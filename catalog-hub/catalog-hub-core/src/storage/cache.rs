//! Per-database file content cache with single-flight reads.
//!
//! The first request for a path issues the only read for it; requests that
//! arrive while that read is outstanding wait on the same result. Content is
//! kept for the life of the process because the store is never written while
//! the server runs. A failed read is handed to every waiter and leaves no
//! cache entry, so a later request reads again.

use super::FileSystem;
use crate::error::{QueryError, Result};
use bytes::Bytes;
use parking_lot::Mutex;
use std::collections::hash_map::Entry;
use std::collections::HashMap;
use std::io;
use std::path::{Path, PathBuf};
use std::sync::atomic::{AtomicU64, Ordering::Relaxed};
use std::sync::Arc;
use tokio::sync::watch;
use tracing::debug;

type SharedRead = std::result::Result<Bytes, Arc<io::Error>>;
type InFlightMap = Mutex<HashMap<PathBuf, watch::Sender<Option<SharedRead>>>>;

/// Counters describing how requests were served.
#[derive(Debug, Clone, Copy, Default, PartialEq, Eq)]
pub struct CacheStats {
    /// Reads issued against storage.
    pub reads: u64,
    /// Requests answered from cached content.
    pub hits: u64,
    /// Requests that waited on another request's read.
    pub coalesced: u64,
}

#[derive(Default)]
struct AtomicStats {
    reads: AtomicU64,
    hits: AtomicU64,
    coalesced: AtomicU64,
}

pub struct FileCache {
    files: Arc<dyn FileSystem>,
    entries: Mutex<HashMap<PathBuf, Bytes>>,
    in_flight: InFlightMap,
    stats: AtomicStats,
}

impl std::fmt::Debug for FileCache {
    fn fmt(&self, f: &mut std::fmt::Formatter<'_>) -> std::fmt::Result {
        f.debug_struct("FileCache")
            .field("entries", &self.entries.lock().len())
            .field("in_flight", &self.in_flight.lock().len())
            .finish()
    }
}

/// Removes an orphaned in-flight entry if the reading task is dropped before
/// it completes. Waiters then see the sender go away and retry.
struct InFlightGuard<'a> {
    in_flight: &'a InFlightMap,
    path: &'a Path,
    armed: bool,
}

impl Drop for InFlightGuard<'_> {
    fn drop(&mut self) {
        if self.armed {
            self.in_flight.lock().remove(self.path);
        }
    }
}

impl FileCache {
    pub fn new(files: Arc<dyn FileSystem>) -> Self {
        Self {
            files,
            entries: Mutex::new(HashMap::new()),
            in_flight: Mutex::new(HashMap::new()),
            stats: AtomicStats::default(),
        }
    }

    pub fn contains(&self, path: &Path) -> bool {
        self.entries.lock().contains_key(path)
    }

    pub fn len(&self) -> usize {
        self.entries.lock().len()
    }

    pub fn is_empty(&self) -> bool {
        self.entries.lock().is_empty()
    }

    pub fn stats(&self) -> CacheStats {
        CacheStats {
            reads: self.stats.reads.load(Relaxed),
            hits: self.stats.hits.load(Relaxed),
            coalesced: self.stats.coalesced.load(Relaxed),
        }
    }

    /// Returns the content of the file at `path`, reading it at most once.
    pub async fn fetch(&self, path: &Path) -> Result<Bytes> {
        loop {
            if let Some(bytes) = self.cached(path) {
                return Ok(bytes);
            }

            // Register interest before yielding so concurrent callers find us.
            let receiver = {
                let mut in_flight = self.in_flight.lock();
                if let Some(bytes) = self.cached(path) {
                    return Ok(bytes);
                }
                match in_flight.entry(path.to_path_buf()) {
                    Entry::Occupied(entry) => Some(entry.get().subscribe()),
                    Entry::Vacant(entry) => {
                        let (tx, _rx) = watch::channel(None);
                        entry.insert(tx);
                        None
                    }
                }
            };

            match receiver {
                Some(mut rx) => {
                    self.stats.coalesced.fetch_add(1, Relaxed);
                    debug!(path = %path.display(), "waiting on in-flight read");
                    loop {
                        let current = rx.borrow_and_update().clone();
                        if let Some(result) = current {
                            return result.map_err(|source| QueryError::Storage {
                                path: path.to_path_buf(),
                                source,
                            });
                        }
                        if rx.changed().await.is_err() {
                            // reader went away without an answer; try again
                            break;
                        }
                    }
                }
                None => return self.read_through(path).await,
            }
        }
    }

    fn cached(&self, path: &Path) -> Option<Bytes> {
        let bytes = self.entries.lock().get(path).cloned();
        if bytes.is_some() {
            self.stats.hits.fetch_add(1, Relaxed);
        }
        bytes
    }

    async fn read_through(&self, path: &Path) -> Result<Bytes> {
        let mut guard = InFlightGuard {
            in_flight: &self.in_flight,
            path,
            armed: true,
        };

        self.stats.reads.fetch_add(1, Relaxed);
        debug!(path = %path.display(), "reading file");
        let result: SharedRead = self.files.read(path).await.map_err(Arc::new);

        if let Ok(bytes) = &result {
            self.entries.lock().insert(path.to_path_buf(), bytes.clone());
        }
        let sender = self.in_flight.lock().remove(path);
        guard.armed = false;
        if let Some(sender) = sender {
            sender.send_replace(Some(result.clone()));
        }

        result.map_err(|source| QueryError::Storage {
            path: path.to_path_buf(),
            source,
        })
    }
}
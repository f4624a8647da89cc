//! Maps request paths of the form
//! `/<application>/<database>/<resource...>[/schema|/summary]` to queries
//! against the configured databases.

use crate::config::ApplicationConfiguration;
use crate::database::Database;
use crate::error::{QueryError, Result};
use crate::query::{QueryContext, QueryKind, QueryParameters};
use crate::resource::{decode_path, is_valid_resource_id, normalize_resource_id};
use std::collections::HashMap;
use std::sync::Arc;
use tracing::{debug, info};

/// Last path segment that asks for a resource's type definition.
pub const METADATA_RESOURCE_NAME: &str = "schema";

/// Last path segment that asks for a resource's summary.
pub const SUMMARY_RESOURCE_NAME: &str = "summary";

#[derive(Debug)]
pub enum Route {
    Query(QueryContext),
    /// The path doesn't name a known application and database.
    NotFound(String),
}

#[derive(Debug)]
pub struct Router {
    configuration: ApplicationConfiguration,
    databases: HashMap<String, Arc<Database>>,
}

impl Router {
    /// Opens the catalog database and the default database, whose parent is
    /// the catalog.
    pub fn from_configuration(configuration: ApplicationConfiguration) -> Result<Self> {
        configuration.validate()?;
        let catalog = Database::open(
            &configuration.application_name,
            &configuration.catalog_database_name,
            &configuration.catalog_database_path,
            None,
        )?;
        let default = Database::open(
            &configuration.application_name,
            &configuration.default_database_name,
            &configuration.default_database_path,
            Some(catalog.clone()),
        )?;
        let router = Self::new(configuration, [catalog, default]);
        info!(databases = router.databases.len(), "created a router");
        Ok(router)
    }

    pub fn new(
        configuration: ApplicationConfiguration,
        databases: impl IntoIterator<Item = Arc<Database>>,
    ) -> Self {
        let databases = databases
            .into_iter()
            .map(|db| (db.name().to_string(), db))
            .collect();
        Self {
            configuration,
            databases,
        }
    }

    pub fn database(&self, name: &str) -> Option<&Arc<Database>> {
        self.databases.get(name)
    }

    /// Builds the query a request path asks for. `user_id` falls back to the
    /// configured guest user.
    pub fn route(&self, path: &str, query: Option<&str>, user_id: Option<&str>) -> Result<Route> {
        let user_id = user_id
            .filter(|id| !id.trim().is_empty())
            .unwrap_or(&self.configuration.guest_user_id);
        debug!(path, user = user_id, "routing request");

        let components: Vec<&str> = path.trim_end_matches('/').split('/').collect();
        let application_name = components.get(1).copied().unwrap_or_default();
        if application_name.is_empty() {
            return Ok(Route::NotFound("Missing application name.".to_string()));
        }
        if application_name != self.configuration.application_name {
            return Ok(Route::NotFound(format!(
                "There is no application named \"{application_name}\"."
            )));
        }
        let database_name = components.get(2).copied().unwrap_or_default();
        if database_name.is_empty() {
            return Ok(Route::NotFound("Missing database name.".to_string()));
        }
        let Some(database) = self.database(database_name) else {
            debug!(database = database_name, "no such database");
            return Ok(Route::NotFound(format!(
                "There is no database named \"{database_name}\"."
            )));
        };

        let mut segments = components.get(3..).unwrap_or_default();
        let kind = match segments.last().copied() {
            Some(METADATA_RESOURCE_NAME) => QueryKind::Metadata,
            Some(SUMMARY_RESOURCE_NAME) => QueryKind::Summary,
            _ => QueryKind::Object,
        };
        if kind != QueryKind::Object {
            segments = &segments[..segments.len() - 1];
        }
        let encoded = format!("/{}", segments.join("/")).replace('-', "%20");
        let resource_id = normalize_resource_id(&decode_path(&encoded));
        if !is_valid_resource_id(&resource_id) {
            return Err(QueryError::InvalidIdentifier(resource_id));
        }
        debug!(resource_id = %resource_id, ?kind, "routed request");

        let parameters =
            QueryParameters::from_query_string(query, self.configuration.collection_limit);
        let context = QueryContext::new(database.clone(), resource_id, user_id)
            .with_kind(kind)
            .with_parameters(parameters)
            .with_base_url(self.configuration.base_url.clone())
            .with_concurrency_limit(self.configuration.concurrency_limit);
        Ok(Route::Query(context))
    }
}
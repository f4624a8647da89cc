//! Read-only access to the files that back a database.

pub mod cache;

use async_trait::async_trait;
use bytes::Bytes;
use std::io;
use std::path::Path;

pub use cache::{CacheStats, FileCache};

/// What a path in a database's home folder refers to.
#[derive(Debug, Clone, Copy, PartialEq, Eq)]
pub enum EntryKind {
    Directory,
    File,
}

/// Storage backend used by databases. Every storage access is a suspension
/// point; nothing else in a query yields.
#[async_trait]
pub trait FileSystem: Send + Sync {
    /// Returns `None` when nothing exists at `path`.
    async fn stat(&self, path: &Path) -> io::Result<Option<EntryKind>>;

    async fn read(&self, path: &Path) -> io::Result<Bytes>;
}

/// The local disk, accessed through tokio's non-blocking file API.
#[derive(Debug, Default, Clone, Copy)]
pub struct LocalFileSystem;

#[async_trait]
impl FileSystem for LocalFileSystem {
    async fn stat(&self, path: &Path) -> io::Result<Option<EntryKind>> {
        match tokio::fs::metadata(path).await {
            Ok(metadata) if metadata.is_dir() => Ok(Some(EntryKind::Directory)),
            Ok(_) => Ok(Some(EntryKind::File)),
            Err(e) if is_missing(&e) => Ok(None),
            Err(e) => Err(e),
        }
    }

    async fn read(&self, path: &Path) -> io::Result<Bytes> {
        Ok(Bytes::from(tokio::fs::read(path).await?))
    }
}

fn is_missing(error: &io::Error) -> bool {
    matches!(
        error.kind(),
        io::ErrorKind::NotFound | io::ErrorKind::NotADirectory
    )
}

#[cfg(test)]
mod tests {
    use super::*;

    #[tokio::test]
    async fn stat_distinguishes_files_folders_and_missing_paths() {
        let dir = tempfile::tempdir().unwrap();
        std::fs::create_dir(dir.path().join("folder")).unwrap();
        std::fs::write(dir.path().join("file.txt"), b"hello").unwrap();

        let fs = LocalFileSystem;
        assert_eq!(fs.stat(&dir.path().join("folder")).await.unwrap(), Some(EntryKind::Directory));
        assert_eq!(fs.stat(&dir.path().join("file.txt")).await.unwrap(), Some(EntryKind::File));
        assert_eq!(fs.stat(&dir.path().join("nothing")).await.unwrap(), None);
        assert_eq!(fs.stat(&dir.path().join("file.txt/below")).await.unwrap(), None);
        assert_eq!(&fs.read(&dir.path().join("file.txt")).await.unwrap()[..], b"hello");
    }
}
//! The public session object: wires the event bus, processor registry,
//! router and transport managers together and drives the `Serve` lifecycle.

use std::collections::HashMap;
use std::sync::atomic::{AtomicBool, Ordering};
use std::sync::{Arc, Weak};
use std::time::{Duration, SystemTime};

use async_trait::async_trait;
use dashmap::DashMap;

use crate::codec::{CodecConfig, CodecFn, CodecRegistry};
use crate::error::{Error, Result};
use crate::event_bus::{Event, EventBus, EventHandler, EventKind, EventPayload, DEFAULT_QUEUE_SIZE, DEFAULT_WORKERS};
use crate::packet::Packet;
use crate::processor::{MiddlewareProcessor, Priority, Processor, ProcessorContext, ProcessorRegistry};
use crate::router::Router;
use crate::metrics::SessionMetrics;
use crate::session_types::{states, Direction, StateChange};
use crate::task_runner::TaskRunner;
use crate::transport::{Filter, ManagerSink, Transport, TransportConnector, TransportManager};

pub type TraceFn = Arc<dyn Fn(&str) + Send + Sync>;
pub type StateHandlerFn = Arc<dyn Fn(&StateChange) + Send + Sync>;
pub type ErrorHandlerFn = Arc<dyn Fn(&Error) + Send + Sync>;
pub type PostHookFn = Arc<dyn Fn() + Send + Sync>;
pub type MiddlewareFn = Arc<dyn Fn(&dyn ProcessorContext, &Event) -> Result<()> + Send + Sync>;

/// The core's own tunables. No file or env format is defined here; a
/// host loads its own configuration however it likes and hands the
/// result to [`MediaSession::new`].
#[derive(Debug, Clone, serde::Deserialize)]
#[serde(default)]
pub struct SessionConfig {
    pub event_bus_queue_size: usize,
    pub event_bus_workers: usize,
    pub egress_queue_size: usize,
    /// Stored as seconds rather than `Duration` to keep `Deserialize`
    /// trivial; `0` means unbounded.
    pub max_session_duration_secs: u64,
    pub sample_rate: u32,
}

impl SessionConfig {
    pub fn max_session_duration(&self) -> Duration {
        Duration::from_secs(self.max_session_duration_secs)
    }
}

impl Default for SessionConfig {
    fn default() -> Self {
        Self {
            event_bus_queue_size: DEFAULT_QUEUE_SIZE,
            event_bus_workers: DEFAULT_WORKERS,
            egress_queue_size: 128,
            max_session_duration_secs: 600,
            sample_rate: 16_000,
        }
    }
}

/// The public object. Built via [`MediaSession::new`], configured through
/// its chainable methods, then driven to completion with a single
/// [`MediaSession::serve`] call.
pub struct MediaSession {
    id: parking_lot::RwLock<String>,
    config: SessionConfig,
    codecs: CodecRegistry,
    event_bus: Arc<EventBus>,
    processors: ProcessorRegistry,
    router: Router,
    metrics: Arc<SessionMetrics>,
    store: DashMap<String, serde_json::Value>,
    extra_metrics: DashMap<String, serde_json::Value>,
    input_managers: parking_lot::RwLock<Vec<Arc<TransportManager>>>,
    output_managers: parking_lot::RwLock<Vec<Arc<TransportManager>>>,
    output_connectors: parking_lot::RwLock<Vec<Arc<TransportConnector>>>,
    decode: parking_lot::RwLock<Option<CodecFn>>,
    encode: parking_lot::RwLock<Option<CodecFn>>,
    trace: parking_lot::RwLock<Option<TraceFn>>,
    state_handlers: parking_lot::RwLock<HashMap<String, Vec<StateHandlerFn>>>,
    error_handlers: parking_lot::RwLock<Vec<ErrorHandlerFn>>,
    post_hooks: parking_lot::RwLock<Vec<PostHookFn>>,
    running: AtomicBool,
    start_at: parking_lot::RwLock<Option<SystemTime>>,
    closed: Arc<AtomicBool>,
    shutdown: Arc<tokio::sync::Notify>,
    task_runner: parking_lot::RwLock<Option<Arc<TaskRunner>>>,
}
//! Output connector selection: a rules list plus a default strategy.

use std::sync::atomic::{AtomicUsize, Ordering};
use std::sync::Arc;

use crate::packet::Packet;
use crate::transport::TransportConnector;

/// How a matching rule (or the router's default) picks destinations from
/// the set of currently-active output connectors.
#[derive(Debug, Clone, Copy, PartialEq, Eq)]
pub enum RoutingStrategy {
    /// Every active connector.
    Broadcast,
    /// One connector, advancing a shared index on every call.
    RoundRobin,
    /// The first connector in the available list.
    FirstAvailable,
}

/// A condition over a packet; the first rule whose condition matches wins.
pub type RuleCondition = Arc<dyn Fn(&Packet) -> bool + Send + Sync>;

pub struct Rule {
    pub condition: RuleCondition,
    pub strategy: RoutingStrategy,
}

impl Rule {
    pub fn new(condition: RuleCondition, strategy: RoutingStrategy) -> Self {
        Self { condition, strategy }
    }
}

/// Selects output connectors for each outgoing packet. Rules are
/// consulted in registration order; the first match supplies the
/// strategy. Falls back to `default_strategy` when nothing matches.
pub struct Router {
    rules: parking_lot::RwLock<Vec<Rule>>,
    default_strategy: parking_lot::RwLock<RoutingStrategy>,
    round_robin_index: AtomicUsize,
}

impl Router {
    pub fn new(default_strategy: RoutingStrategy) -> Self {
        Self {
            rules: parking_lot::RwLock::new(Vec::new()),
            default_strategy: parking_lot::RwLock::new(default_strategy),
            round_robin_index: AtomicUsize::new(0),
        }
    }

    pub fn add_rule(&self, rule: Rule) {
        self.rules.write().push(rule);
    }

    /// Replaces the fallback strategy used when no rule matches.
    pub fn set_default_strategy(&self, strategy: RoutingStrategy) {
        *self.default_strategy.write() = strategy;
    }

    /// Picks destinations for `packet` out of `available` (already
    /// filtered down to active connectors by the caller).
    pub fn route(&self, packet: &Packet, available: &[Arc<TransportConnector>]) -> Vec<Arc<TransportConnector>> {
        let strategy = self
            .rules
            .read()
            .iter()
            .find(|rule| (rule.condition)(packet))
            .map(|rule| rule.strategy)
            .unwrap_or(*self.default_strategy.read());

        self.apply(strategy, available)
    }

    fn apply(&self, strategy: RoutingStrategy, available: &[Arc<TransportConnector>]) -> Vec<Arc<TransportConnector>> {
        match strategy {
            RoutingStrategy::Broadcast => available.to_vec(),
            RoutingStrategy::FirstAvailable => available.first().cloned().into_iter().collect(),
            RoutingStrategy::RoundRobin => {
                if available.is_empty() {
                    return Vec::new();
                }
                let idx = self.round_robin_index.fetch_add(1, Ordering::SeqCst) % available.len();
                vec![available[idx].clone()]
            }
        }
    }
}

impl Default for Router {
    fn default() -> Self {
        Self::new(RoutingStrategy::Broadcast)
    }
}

## WHAT YOU SHOULD DO
Up to and including the line that holds "result. Content is", reproduce the records above exactly from their first line, and give nothing else.

## YOUR SOLUTION
filename catalog-hub/catalog-hub-core/src/storage/cache.rs
//! Per-database file content cache with single-flight reads.
//!
//! The first request for a path issues the only read for it; requests that
//! arrive while that read is outstanding wait on the same result. Content is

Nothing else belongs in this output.